Use the Unsuck Playbook when you get stuck

The highest-leverage way to grow a business faster is to DOUBLE DOWN on a target market, sales channel, use case, or marketing message that is already working very well.

But there’s another playbook that also gets companies (and careers) moving faster.

I call it the UNSUCK playbook.

They don’t talk about this in strategy books, but there are times when this is the highest impact thing you can do.

It’s usually after your business has been growing and things are starting to feel complicated.

Something is off in your business, but there are so many things going on it’s hard to find the specific reason.

You try spending more on proven tactics, hiring better, and turning off things that don’t work as well, but your results stop improving.

Growth happens at first when you are unusually good–or great–at something for a particular target customer.

But as you grow and the market matures, the bar is raised on what customers expect of you.

You are no longer a scrappy startup (or first-time founder) with excuses.

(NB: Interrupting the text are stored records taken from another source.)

use std::fmt;

/// A single word: a maximal run of alphanumeric characters.
#[derive(Debug, Clone, PartialEq, Eq)]
pub struct Word {
    text: String,
}

impl Word {
    pub fn new(text: impl Into<String>) -> Self {
        Self { text: text.into() }
    }

    pub fn as_str(&self) -> &str {
        &self.text
    }

    /// Length in characters, not bytes. "який" is 4, not 8.
    pub fn len(&self) -> usize {
        self.text.chars().count()
    }

    pub fn is_empty(&self) -> bool {
        self.text.is_empty()
    }
}

impl fmt::Display for Word {
    fn fmt(&self, f: &mut fmt::Formatter<'_>) -> fmt::Result {
        f.write_str(&self.text)
    }
}
pub mod sentence;
pub mod splitter;
pub mod word;

pub use sentence::Sentence;
pub use splitter::split_sentences;
pub use word::Word;

/// A parsed text: its sentences in source order.
#[derive(Debug, Clone, PartialEq, Eq)]
pub struct Text {
    sentences: Vec<Sentence>,
}

impl Text {
    pub fn sentences(&self) -> &[Sentence] {
        &self.sentences
    }
}

/// Parses raw text into sentences and words in a single pass.
pub fn parse_text(raw: &str) -> Text {
    let sentences = split_sentences(raw)
        .into_iter()
        .map(Sentence::parse)
        .collect();
    Text { sentences }
}
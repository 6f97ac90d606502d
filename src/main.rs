use anyhow::Result;
use clap::Parser;
use inquest::cli::Cli;

fn main() -> Result<()> {
    let cli = Cli::parse();
    cli.run()
}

That’s when things you SUCK AT start to be noticed. A thing you didn’t have to worry about before becomes important.

  • Customer service becomes a deal-breaker for old customers
  • Product performance or user experience suddenly becomes a problem
  • Those ignored features of your product lose deals
  • Your competitors are landing punches and winning deals
  • Your first scrappy employees suddenly aren’t cutting it

Now you can’t avoid it. You have to move this from SUCK TO UNSUCK as quickly as possible.

I didn’t say you need to be great at it, or even good.

You’ve ignored this a long time already. You’re not going to master this anytime soon. And you probably never need to.

You just need to NOT SUCK at it.

To make it NOT NEGATIVE.

What gets a startup moving and growing is your amazing strengths. Your ONE THING.

What stalls and slows a growing company is often one or two noticeable things you SUCK AT that you haven’t fixed yet.

There will always be many things you are bad at relative to your competitors. You don’t have to do everything well.

But there are usually ONE OR TWO high-leverage things you need to stop being noticeably worse than your competitors.

Double down on that for a while. Just get it to parity.

Make it UNSUCK just enough not to be noticed.

Then go back to focusing on your strengths.

For founders and leaders, this looks like an important new skill or set of knowledge—a weakness—that you don’t like but you can’t delegate. You just can’t ignore it anymore.

In a multi-step process like a supply chain or sales funnel, this looks like fixing the weakest link in the chain.

Is there an important thing on your procrastination list that you should move from SUCK to UNSUCK with focused attention?